Ironically, that was the bitter pill lodged in my throat. "Yes," I whispered, "at peace."

 

Finally, he took me to a suite of rooms at the far end of the house, all of which overlooked the cliffs. "These are her rooms. Now they are yours." Rest, he told me. He had calls to make, and Mrs. Castillo, the housekeeper, would bring anything I needed. He left, and the silence that fell was a source of both relief and terror. Let the search now begin.

 

I gazed around. My heart pounded against my ribs. Where would she hide them? The diary spoke of her love for her writing desk. I found it in a small adjoining study. A lovely mahogany piece with drawers busting with old yellowed stationery and dried-up inkwells. I ran my hands over every inch, searching for a false bottom, a hidden spring. I found a small, locked drawer, but I had no key. It was building up inside me; rage was slipping away.

 

Soft knock on the door made me jump, the blood running cold in my veins. I spun around from the desk as the aged housekeeper, Mrs. Castillo, came into the room with a silver tray carrying an empty teapot and one cup.

 

"I thought you might like some tea, Signora," she said with a trembling voice. She would not meet my eyes, staring at the ground as she placed the tray. The poor woman was terrified of me, of the ghost she thought I was.

 

Those were a little too public for my taste and my posture. I had to calm her, to seem harmless. "Thank you, Mrs. Castillo," I said softly. "That's very kind."

 

My voice startled her, it seemed. She looked up then, and her wide, fearful eyes came to rest on mine. She saw her long-dead mistress looking at her with kindness. There was a rupture in the old woman's already delicate composure. Her face crumpled, and a tear rolled down her wrinkled cheek.

 

"Signora Isabella," she whispered, a choked, desperate rasp as she took half a step in my direction. "I'm so sorry. I never told a soul. I kept your secret, just as you made me promise."

 

I froze, mind racing.

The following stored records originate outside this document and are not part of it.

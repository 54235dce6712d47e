use num_complex::Complex32;
use serde::{Deserialize, Serialize};
use std::f64::consts::TAU;

/// Dispersion delay constant in s Hz² per (pc cm⁻³).
pub const DISPERSION_CONSTANT: f64 = 1.0e12 / 2.41e-4;

/// Integrated electron column density along the line of sight, in pc cm⁻³.
#[derive(Debug, Clone, Copy, PartialEq, Serialize, Deserialize)]
#[serde(transparent)]
pub struct DispersionMeasure(pub f64);

impl DispersionMeasure {
    pub fn new(value: f64) -> Self {
        Self(value)
    }

    pub fn value(self) -> f64 {
        self.0
    }

    /// Arrival delay in seconds at `frequency` relative to `reference` (Hz).
    /// Positive when `frequency` is below `reference`.
    pub fn time_delay(self, frequency: f64, reference: f64) -> f64 {
        DISPERSION_CONSTANT
            * self.0
            * (1.0 / (frequency * frequency) - 1.0 / (reference * reference))
    }

    /// Dispersive phase rotation in cycles at `frequency`, relative to `reference`.
    pub fn phase_delay(self, frequency: f64, reference: f64) -> f64 {
        let offset = frequency - reference;
        DISPERSION_CONSTANT * self.0 * offset * offset / (reference * reference * frequency)
    }

    /// `exp(2πi · phase_delay)`, the transfer function of the dispersing medium.
    pub fn phase_factor(self, frequency: f64, reference: f64) -> Complex32 {
        let cycles = self.phase_delay(frequency, reference);
        let angle = TAU * (cycles - cycles.floor());
        Complex32::new(angle.cos() as f32, angle.sin() as f32)
    }
}

#[cfg(test)]
mod tests {
    use super::*;

    #[test]
    fn delay_vanishes_at_reference_and_grows_below_it() {
        let dm = DispersionMeasure::new(10.0);
        assert_eq!(dm.time_delay(400e6, 400e6), 0.0);
        assert!(dm.time_delay(390e6, 400e6) > 0.0);
        assert!(dm.time_delay(410e6, 400e6) < 0.0);
        // Roughly 0.26 s between 400 MHz and infinite frequency for DM 10.
        let infinite = DISPERSION_CONSTANT * 10.0 / (400e6 * 400e6);
        assert!((infinite - 0.2593).abs() < 1e-3);
    }

    #[test]
    fn phase_derivative_matches_negative_delay() {
        let dm = DispersionMeasure::new(3.0);
        let (f, reference, df) = (420e6, 400e6, 1.0);
        let slope =
            (dm.phase_delay(f + df, reference) - dm.phase_delay(f - df, reference)) / (2.0 * df);
        let delay = dm.time_delay(f, reference);
        assert!((slope + delay).abs() < 1e-6 * delay.abs().max(1e-9));
    }

    #[test]
    fn phase_factor_has_unit_magnitude() {
        let factor = DispersionMeasure::new(50.0).phase_factor(350e6, 400e6);
        assert!((factor.norm() - 1.0).abs() < 1e-6);
    }
}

Secret?

 

The old housekeeper's gaze turned wild with ancient grief and fear. she wrung her hands, the words tumbling forth in a flood of confession meant for a dead woman.

 

"The letters... they're safe, Signora. Just how you placed them. No one ever found them. I swear it."

 

At that point, she had realized what she had just said and who she had said it to. Raw terror washed over her face. She clapped a hand over her mouth, her eyes wide with horrified clarity. Without another word, she turned and practically fled from the room, leaving me all alone in the deafening silence that was my world tilting off its axis.

 

I was not alone in this anymore. Someone else knew. And she had just told me the letters were here.